I spoke with the leader of the Columbus CMT Association branch, Jessica Diamond, who said paper cups and 5-gallon Igloo water jugs made more sense for the event because many of us lack fine motor skills — and they’re also environmentally friendly.
“A lot of thought went into making sure this event was friendly for those with CMT,” she said. The efforts included a watermelon carved to look like a shark with wide-open jaws, courtesy of Jessica’s father and his fruit-carving skills.
One thing that stood out to me at the event was the thought put into ensuring everyone present felt included and how that philosophy carried over to the format of the walk itself.
I had participated in other charity walks and 5Ks, but this was the first one where all the participants walked together as one group. I had planned to run the entire thing, and at first, I didn’t know what to think of the group concept.
However, with each step of the short half-mile walk, I appreciated the thought behind the decision.

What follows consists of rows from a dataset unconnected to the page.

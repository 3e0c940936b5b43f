//! Agent card parsing and validation.
//!
//! Real agents vary a lot in how complete their cards are, so parsing is
//! two-staged: a strict serde decode, then a lenient rebuild from whatever
//! recognisable fields are present.

use serde_json::Value;
use std::collections::HashMap;
use tracing::{debug, warn};

use super::types::{default_card_version, AgentCard, Capability, Provider};

const UNKNOWN_AGENT: &str = "Unknown Agent";

/// Normalize an agent base URL.
///
/// Trims whitespace, prefixes `http://` when no scheme is present and
/// strips trailing slashes. `"h:1/"` and `"http://h:1"` normalize equally.
pub fn normalize_url(raw: &str) -> String {
    let trimmed = raw.trim();
    let with_scheme = if has_http_scheme(trimmed) {
        trimmed.to_string()
    } else {
        format!("http://{}", trimmed)
    };
    with_scheme.trim_end_matches('/').to_string()
}

/// True for `http://` and `https://` prefixes, case-insensitive
pub fn has_http_scheme(url: &str) -> bool {
    let lower = url.trim_start().to_ascii_lowercase();
    lower.starts_with("http://") || lower.starts_with("https://")
}

/// Registration check on a parsed card: non-empty `name` and an http(s) `url`.
pub fn validate_card(card: &AgentCard) -> Result<(), String> {
    if card.name.trim().is_empty() {
        return Err("card has no name".to_string());
    }
    let url = card.url.trim();
    if url.is_empty() || !has_http_scheme(url) || url::Url::parse(url).is_err() {
        return Err(format!("card url '{}' is not an http(s) url", card.url));
    }
    Ok(())
}

/// Parse a card body fetched from `base_url`.
///
/// Returns `None` only when the body is not a JSON object at all; every
/// object yields a card, falling back to a minimal one built from the
/// recognisable subset of fields.
pub fn parse_card(base_url: &str, body: Value) -> Option<AgentCard> {
    if !body.is_object() {
        return None;
    }

    let mut card = match serde_json::from_value::<AgentCard>(body.clone()) {
        Ok(card) => card,
        Err(e) => {
            warn!(url = %base_url, "Agent card failed strict parsing, using minimal card: {}", e);
            minimal_card(base_url, &body)
        }
    };

    if card.url.trim().is_empty() {
        card.url = base_url.to_string();
    }
    Some(card)
}

fn minimal_card(base_url: &str, body: &Value) -> AgentCard {
    let string_field = |key: &str| body.get(key).and_then(Value::as_str).map(str::to_string);

    let capabilities = body
        .get("capabilities")
        .and_then(Value::as_array)
        .map(|entries| {
            entries
                .iter()
                .filter_map(|entry| match serde_json::from_value::<Capability>(entry.clone()) {
                    Ok(cap) => Some(cap),
                    Err(e) => {
                        debug!(url = %base_url, "Skipping unparsable capability: {}", e);
                        None
                    }
                })
                .collect()
        })
        .unwrap_or_default();

    let provider = body
        .get("provider")
        .and_then(|p| serde_json::from_value::<Provider>(p.clone()).ok());

    let metadata: HashMap<String, Value> = body
        .get("metadata")
        .and_then(Value::as_object)
        .map(|m| m.iter().map(|(k, v)| (k.clone(), v.clone())).collect())
        .unwrap_or_default();

    AgentCard {
        name: string_field("name").unwrap_or_else(|| UNKNOWN_AGENT.to_string()),
        description: Some(string_field("description").unwrap_or_default()),
        url: base_url.to_string(),
        version: string_field("version").unwrap_or_else(default_card_version),
        provider,
        documentation_url: None,
        capabilities,
        protocols: HashMap::new(),
        metadata,
    }
}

While most other charity walks have the atmosphere of a competition or race, walking together contributed to a vibe of inclusivity and camaraderie. I think that was a nice change to the standard format.
Jessica said she felt the same way. Though each branch is free to run events as it wishes, she decided to change the pace to be more inclusive.
“I knew with [the Walk 4 CMT event], that it was going to be a pretty small group. And I wanted us all to be together and just kind of walk and share the moment together,” she said. “It was a nice little walk in the park with all your friends who all happen to have CMT. I want everyone to be able to participate. I know a lot of people get worried about it, so when I [was organizing the event] I made sure the walk was all handicap accessible with flat surfaces and that it was not very long so we could all do it and walk together.”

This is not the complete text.